Task objective — Please repeat the lines below, exactly and only, from the one that holds "let open = series.chronological(|b|" through the one that holds "let st = &trend.short_term_trend;".

Records shown —
◇ ◇ ◇ ◇
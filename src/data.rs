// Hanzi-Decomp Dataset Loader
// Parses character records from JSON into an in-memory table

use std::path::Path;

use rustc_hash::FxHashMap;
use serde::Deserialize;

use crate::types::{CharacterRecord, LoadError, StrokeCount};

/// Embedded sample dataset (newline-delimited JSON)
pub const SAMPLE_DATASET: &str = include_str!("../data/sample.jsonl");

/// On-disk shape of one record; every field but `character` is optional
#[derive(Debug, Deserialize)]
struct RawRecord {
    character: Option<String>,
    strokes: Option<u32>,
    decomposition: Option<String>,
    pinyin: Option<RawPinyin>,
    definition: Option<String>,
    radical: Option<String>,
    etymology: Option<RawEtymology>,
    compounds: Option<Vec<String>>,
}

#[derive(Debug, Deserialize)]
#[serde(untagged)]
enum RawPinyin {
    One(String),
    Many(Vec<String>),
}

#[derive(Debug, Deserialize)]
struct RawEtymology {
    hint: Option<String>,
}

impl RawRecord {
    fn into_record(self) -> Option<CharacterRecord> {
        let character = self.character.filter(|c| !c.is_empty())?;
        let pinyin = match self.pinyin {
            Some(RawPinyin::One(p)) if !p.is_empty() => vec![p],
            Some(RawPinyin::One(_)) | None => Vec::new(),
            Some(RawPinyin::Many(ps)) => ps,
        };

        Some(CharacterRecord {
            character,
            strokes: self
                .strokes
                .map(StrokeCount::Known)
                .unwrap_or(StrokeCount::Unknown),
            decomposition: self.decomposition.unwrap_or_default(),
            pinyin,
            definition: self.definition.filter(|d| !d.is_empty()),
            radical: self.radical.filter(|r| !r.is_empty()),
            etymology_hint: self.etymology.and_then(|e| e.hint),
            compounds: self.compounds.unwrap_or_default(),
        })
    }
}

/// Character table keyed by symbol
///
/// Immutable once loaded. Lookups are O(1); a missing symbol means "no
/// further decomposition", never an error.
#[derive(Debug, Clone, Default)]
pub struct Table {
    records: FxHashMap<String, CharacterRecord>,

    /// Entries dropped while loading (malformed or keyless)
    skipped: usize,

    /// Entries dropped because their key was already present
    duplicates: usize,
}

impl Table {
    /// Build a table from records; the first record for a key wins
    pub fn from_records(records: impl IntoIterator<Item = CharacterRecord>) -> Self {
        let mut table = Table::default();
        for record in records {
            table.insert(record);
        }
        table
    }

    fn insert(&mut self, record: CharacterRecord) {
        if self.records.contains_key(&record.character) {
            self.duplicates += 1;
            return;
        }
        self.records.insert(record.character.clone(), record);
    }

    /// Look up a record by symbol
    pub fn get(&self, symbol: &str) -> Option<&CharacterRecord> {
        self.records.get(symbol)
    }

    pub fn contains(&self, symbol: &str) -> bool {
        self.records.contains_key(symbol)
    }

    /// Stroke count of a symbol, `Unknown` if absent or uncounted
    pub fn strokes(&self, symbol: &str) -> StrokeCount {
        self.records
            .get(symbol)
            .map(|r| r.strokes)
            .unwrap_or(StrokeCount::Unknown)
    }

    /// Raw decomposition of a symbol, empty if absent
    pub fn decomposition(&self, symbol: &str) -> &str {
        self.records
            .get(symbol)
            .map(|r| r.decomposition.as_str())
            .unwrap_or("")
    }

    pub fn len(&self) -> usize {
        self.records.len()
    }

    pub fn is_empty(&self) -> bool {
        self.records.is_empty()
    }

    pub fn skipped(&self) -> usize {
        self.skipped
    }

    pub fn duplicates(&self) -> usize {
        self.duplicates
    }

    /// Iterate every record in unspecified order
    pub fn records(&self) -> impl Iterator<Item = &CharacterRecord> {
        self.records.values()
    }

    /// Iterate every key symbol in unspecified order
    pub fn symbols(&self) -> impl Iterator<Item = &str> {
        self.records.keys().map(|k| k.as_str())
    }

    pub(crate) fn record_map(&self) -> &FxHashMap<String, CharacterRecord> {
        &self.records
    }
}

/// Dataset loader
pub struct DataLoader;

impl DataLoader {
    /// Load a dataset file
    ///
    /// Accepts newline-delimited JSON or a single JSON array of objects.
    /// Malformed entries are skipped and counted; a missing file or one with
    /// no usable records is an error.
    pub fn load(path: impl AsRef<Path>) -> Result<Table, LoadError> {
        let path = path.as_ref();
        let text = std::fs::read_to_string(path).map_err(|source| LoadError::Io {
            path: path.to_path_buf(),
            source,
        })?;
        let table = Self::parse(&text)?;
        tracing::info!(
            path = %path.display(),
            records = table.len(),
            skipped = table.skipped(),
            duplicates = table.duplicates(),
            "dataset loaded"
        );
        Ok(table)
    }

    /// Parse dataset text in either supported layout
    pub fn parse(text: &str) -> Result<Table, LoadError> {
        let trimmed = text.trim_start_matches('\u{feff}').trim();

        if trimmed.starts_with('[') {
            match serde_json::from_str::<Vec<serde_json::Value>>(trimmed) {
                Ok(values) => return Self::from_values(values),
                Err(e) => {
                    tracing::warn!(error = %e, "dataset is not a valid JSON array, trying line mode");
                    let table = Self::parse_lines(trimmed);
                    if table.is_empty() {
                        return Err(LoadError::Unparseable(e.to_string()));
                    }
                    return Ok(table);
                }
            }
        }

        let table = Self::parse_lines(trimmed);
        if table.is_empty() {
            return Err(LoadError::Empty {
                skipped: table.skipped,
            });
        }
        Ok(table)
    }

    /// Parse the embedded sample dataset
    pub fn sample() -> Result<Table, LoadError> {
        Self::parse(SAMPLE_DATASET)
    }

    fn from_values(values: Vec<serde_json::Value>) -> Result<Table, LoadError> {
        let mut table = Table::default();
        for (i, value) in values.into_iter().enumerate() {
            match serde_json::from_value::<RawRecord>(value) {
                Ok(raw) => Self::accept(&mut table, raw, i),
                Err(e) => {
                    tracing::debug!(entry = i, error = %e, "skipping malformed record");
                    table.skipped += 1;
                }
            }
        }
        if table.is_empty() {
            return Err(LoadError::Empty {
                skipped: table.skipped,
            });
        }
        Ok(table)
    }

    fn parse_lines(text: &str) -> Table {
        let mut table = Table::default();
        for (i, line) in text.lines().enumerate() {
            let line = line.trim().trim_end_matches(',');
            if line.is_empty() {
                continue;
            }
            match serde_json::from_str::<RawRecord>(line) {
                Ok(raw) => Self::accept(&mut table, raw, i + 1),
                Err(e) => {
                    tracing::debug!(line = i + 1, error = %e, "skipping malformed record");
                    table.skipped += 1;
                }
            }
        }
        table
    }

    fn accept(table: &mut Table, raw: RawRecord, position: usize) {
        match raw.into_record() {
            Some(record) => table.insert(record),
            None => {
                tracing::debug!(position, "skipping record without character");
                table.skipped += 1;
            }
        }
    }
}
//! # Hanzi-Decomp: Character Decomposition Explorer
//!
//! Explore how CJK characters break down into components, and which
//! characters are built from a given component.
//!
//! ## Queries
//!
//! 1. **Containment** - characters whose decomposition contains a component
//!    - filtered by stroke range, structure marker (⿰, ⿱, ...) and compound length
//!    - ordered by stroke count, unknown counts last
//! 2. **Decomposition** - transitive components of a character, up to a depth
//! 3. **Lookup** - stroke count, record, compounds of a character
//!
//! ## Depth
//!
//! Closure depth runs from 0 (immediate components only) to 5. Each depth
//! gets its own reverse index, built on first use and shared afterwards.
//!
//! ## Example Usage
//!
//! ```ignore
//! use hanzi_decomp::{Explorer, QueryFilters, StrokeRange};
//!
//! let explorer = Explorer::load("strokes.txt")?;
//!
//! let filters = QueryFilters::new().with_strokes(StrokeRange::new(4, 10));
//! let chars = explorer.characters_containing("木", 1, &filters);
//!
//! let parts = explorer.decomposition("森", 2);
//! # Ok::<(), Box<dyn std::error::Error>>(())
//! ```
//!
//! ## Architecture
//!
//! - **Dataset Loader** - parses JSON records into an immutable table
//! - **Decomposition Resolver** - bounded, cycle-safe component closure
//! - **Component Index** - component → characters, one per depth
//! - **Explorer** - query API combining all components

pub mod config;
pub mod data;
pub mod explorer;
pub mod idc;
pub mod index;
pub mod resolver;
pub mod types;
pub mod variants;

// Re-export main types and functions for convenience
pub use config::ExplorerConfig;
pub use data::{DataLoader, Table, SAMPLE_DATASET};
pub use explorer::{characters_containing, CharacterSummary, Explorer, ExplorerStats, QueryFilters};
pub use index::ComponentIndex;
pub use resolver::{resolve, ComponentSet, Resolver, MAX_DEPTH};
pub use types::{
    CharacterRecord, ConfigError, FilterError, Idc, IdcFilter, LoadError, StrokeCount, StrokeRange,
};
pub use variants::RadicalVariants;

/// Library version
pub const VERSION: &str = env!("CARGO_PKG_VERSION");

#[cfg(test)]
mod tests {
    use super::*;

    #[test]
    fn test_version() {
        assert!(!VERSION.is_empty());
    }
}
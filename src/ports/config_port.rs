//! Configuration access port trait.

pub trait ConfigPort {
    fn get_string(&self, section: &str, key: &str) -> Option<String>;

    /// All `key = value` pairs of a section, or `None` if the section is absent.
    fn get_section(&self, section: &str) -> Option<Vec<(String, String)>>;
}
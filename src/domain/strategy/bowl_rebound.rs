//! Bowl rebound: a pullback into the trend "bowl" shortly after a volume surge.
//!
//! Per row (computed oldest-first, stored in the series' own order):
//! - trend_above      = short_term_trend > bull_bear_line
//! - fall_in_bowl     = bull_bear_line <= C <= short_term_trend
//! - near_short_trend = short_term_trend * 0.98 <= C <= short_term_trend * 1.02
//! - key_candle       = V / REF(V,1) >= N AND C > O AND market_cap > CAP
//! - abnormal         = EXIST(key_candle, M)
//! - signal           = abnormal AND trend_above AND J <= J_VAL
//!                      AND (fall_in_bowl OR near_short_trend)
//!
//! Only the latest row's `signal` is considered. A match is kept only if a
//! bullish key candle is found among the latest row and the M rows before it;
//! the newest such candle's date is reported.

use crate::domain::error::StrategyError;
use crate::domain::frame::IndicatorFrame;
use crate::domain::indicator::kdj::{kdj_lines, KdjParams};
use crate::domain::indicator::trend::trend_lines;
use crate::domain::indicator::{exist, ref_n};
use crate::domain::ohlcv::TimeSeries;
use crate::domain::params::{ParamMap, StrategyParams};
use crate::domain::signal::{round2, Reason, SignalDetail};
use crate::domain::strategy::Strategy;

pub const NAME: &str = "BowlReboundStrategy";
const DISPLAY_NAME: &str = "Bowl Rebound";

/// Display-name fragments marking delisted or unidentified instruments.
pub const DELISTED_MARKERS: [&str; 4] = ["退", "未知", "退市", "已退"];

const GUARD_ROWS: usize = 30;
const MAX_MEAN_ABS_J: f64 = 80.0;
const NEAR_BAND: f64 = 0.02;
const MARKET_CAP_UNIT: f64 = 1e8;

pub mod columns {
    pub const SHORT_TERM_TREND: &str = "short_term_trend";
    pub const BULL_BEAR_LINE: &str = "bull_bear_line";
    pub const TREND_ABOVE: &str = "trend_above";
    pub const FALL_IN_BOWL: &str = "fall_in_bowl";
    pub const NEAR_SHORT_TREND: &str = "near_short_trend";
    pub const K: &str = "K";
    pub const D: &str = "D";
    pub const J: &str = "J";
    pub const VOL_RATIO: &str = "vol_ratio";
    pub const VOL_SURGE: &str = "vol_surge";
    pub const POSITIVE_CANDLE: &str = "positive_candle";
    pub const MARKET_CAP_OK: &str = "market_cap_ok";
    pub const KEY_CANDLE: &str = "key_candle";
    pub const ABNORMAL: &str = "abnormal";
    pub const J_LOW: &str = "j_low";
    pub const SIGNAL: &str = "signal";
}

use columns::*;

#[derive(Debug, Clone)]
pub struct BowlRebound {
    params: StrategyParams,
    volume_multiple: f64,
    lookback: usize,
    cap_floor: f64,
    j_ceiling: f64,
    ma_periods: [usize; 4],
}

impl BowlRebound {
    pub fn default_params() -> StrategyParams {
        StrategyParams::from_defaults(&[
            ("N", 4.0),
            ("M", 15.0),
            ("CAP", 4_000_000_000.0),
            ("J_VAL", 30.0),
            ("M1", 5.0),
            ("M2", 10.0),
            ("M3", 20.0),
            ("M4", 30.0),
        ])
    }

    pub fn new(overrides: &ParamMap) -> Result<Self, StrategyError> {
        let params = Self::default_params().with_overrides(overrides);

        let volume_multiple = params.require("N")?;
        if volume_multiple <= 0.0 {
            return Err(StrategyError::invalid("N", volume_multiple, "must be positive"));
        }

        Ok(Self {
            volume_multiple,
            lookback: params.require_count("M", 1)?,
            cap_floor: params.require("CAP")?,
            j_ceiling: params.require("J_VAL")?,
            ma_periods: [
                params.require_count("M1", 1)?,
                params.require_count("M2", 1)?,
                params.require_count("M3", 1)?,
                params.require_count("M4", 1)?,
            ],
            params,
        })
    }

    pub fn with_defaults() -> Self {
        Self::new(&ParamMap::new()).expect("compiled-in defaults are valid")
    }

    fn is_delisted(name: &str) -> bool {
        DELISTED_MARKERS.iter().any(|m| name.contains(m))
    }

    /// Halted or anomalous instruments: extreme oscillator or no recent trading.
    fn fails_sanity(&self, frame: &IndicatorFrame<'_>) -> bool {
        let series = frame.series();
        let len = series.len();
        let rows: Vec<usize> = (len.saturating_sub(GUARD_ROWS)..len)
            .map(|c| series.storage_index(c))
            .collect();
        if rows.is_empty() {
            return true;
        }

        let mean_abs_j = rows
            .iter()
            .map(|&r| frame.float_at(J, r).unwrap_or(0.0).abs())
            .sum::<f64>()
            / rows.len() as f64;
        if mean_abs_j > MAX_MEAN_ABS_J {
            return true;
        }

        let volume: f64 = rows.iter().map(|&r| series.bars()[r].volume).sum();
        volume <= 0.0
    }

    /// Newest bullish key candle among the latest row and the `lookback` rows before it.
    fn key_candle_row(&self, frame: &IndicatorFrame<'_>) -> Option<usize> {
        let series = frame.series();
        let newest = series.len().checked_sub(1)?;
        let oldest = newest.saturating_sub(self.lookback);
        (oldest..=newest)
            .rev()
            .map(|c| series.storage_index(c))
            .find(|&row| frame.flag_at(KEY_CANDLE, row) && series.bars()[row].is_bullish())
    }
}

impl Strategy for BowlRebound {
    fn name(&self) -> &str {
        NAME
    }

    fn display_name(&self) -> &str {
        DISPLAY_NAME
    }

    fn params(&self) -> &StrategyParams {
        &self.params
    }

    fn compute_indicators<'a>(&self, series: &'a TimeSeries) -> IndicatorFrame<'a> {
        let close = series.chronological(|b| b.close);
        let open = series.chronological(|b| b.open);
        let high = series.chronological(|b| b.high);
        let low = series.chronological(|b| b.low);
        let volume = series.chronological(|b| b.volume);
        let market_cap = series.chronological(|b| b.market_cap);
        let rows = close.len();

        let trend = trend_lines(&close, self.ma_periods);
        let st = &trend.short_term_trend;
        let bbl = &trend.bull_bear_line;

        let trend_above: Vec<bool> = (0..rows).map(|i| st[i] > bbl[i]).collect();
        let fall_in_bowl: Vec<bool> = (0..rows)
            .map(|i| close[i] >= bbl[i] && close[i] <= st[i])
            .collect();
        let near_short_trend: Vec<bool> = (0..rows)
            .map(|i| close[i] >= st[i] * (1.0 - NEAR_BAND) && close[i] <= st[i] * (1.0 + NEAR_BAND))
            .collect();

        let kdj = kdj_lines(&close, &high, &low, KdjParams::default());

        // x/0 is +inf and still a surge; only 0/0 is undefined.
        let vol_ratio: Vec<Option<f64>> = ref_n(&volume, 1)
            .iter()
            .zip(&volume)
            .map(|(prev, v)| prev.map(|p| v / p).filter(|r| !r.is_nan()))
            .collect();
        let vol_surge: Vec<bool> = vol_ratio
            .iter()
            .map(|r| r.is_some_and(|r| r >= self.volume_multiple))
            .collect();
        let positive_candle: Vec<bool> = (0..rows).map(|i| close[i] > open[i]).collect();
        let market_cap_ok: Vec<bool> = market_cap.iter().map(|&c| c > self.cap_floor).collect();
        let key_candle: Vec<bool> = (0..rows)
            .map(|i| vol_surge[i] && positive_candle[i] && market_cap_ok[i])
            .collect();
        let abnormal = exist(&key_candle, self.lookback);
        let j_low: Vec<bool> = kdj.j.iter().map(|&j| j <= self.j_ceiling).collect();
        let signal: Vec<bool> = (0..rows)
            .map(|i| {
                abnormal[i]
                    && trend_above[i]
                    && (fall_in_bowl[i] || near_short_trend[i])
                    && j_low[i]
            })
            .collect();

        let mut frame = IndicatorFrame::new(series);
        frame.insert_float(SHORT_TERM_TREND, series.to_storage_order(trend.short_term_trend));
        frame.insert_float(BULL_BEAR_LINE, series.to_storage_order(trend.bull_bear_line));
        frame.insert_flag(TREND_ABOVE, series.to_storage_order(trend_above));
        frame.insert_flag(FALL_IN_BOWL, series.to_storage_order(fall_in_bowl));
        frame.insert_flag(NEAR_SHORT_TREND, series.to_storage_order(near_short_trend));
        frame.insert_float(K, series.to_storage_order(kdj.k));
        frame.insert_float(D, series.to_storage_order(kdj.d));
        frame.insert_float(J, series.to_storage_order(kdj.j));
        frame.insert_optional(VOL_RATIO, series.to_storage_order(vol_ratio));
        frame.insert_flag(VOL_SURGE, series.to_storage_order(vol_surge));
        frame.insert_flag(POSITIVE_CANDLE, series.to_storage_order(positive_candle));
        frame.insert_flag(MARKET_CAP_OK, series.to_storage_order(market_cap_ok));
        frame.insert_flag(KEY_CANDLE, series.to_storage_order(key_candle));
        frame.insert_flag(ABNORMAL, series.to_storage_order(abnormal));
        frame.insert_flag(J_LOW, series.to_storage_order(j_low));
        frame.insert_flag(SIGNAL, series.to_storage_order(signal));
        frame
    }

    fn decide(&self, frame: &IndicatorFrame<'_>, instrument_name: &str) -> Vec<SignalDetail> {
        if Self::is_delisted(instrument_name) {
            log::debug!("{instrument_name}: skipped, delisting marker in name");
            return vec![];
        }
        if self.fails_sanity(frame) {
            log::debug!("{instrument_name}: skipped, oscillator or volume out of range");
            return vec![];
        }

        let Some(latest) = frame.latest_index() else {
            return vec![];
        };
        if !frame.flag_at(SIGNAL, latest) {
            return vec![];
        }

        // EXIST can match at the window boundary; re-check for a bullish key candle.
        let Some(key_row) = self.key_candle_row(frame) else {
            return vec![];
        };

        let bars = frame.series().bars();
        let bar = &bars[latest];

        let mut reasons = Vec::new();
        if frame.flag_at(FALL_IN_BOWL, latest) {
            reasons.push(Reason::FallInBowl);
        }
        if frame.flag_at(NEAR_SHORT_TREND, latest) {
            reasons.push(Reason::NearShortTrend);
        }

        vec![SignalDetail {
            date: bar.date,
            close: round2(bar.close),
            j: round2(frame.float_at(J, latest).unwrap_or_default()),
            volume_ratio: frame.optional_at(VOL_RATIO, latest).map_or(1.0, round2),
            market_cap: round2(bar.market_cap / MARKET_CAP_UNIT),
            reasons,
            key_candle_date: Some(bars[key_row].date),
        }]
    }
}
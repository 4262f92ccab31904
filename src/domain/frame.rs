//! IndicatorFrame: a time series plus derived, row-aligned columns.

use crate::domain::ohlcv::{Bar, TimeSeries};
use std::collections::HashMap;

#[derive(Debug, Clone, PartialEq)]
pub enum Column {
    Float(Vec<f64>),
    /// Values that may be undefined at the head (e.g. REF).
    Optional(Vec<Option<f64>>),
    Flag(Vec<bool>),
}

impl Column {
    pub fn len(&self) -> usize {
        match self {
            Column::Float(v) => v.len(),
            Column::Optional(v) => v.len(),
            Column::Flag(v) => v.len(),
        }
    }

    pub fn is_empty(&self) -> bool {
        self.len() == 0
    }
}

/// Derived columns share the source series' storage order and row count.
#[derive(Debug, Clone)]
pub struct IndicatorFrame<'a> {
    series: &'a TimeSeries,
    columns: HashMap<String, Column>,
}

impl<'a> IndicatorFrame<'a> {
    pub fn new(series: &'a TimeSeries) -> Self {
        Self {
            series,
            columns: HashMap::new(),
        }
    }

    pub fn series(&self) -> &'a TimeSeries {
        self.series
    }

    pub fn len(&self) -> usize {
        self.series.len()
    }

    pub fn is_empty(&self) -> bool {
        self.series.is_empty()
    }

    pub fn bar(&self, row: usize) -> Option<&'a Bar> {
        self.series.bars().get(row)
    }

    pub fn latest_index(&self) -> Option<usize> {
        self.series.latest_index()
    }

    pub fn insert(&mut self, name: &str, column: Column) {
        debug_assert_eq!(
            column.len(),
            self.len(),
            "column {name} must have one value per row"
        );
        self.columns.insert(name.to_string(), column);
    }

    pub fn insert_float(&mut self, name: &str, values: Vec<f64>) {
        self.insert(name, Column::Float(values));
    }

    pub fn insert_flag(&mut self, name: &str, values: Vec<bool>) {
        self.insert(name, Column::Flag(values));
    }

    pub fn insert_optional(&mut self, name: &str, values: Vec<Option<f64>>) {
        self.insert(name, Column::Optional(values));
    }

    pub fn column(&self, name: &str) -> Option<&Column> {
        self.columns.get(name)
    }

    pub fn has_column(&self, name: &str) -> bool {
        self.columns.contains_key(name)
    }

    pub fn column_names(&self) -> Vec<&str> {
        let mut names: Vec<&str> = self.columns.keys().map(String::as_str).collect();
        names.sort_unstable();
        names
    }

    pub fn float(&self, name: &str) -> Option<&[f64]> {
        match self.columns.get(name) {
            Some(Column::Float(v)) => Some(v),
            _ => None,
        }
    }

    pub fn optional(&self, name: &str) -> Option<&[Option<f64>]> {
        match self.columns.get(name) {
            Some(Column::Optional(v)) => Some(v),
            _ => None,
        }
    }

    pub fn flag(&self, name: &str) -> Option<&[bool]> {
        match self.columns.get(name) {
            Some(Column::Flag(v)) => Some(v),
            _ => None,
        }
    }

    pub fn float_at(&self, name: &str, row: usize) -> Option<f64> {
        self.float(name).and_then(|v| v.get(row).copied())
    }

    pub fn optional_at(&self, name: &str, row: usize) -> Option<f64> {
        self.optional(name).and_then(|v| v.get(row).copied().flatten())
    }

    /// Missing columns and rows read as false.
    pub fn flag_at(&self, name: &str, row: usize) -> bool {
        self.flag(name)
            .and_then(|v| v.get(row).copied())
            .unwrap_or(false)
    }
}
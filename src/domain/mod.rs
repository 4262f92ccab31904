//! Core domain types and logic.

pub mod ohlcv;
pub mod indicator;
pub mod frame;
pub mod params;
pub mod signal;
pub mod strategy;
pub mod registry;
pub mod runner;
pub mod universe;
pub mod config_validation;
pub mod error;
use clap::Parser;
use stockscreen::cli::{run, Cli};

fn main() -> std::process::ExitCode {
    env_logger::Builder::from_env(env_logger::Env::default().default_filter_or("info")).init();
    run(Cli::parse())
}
◇ ◇ ◇ ◇
Result —
        let open = series.chronological(|b| b.open);
        let high = series.chronological(|b| b.high);
        let low = series.chronological(|b| b.low);
        let volume = series.chronological(|b| b.volume);
        let market_cap = series.chronological(|b| b.market_cap);
        let rows = close.len();

        let trend = trend_lines(&close, self.ma_periods);
        let st = &trend.short_term_trend;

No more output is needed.